Wang Jianli, Orpana Heather, Carrington André, Kephart George, Vasiliadis Helen-Maria, Leikin Benjamin
Department of Community Health and Epidemiology, Faculty of Medicine, Dalhousie University, 5790 University Avenue, Halifax, NS, B3H 1V7, Canada, 1 9024943860.
Department of Psychiatry, Faculty of Medicine, Dalhousie University, Halifax, NS, Canada.
JMIR Public Health Surveill. 2025 Feb 19;11:e66056. doi: 10.2196/66056.
Research has shown that perceptions of a mental health need are closely associated with service demands and are an important dimension in needs assessment. Perceived and unmet mental health needs are important factors in the decision-making process regarding mental health services planning and resources allocation. However, few prediction tools are available to be used by policy and decision makers to forecast perceived and unmet mental health needs at the population level.
We aim to develop prediction models to forecast perceived and unmet mental health needs at the provincial and health regional levels in Canada.
Data from 2018, 2019, and 2020 Canadian Community Health Survey and Canadian Urban Environment were used (n=65,000 each year). Perceived and unmet mental health needs were measured by the Perceived Needs for Care Questionnaire. Using the 2018 dataset, we developed the prediction models through the application of regression synthetic estimation for the Atlantic, Central, and Western regions. The models were validated in the 2019 and 2020 datasets at the provincial level and in 10 randomly selected health regions by comparing the observed and predicted proportions of the outcomes.

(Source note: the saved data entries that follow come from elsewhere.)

use chrono::{DateTime, Utc};
use serde::{Deserialize, Serialize};
use sqlx::types::Json;
use std::fmt;
use uuid::Uuid;

#[derive(Debug, Clone, sqlx::FromRow)]
pub struct GenerationJob {
    pub id: Uuid,
    pub requested_count: i64,
    pub skip_dedup: bool,
    pub selected_areas: Json<Vec<String>>,
    pub difficulty_min: Option<i64>,
    pub status: String,
    pub cancel_requested: bool,
    pub error_message: Option<String>,
    pub created_by: i64,

    pub created_at: DateTime<Utc>,
    pub started_at: Option<DateTime<Utc>>,
    pub completed_at: Option<DateTime<Utc>>,
}

impl GenerationJob {
    pub fn status(&self) -> JobStatus {
        // rows are only ever written through JobStatus::as_str
        JobStatus::parse(&self.status).unwrap_or(JobStatus::Failed)
    }
}

#[derive(Debug, Clone, sqlx::FromRow)]
pub struct GenerationProgress {
    pub job_id: Uuid,
    pub current_area: Option<String>,
    pub total_generated: i64,
    pub total_duplicates: i64,
    pub total_errors: i64,
    pub estimated_cost: f64,
    pub updated_at: DateTime<Utc>,
}

/// One area of a job's plan with its own counter.
#[derive(Debug, Clone, PartialEq, Serialize, Deserialize, sqlx::FromRow)]
pub struct AreaProgress {
    pub area: String,
    #[serde(skip)]
    pub position: i64,
    pub weight: f64,
    pub target: i64,
    pub done: i64,
    pub status: String,
}

impl AreaProgress {
    pub fn status(&self) -> AreaStatus {
        AreaStatus::parse(&self.status).unwrap_or(AreaStatus::Stopped)
    }
}

/// Joined job + progress row, as read by pollers.
#[derive(Debug, Clone, sqlx::FromRow)]
pub struct ProgressSnapshot {
    #[sqlx(flatten)]
    pub job: GenerationJob,
    #[sqlx(flatten)]
    pub progress: GenerationProgress,
    /// Filled by the repo after the join, in processing order.
    #[sqlx(skip)]
    pub areas: Vec<AreaProgress>,
}

impl ProgressSnapshot {
    pub fn status(&self) -> JobStatus {
        self.job.status()
    }

    pub fn is_running(&self) -> bool {
        !self.status().is_terminal()
    }

    /// Whole seconds since pickup, frozen once the job finished.
    /// Zero for a job that never started.
    pub fn elapsed_seconds(&self, now: DateTime<Utc>) -> i64 {
        let Some(started) = self.job.started_at else {
            return 0;
        };
        let end = self.job.completed_at.unwrap_or(now);
        (end - started).num_seconds().max(0)
    }
}

/// A validated, ready-to-insert job.
#[derive(Debug, Clone, PartialEq)]
pub struct NewGenerationJob {
    pub requested_count: u32,
    pub skip_dedup: bool,
    pub selected_areas: Vec<String>,
    pub difficulty_min: Option<i64>,
    pub created_by: i64,
}

/// Raw admission request as it arrives over the wire.
#[derive(Debug, Clone, Default, Deserialize, Serialize)]
pub struct GenerationRequest {
    pub count: i64,
    #[serde(default)]
    pub skip_dedup: bool,
    #[serde(default)]
    pub difficulty_min: Option<i64>,
    #[serde(default)]
    pub selected_areas: Option<Vec<String>>,
}

#[derive(Debug, Clone, Copy, PartialEq, Eq, Serialize, Deserialize)]
#[serde(rename_all = "lowercase")]
pub enum JobStatus {
    Pending,
    Processing,
    Completed,
    Failed,
    Cancelled,
}

impl JobStatus {
    pub fn as_str(&self) -> &'static str {
        match self {
            JobStatus::Pending => "pending",
            JobStatus::Processing => "processing",
            JobStatus::Completed => "completed",
            JobStatus::Failed => "failed",
            JobStatus::Cancelled => "cancelled",
        }
    }

    pub fn parse(s: &str) -> Option<Self> {
        match s {
            "pending" => Some(JobStatus::Pending),
            "processing" => Some(JobStatus::Processing),
            "completed" => Some(JobStatus::Completed),
            "failed" => Some(JobStatus::Failed),
            "cancelled" => Some(JobStatus::Cancelled),
            _ => None,
        }
    }

    pub fn is_terminal(&self) -> bool {
        matches!(
            self,
            JobStatus::Completed | JobStatus::Failed | JobStatus::Cancelled
        )
    }
}

#[derive(Debug, Clone, Copy, PartialEq, Eq, Serialize, Deserialize)]
#[serde(rename_all = "lowercase")]
pub enum AreaStatus {
    Pending,
    Generating,
    /// Target reached.
    Complete,
    /// Attempt budget ran out below target.
    Exhausted,
    /// The job ended before the area finished.
    Stopped,
}

impl AreaStatus {
    pub fn as_str(&self) -> &'static str {
        match self {
            AreaStatus::Pending => "pending",
            AreaStatus::Generating => "generating",
            AreaStatus::Complete => "complete",
            AreaStatus::Exhausted => "exhausted",
            AreaStatus::Stopped => "stopped",
        }
    }

    pub fn parse(s: &str) -> Option<Self> {
        match s {
            "pending" => Some(AreaStatus::Pending),
            "generating" => Some(AreaStatus::Generating),
            "complete" => Some(AreaStatus::Complete),
            "exhausted" => Some(AreaStatus::Exhausted),
            "stopped" => Some(AreaStatus::Stopped),
            _ => None,
        }
    }
}

impl fmt::Display for JobStatus {
    fn fmt(&self, f: &mut fmt::Formatter<'_>) -> fmt::Result {
        f.write_str(self.as_str())
    }
}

In 2018, a total of 17.82% of the participants reported perceived mental health need and 3.81% reported unmet mental health need. The proportions were similar in 2019 (18.04% and 3.91%) and in 2020 (18.1% and 3.92%). Sex, age, self-reported mental health, physician diagnosed mood and anxiety disorders, self-reported life stress and life satisfaction were the predictors in the 3 regional models. The individual based models had good discriminative power with C statistics over 0.83 and good calibration. Applying the synthetic models in 2019 and 2020 data, the models had the best performance in Ontario, Quebec, and British Columbia; the absolute differences between observed and predicted proportions were less than 1%. The absolute differences between the predicted and observed proportion of perceived mental health needs in Newfoundland and Labrador (-4.16% in 2020) and Prince Edward Island (4.58% in 2019) were larger than those in other provinces. When applying the models in the 10 selected health regions, the models calibrated well in the health regions in Ontario and in Quebec; the absolute differences in perceived mental health needs ranged from 0.23% to 2.34%.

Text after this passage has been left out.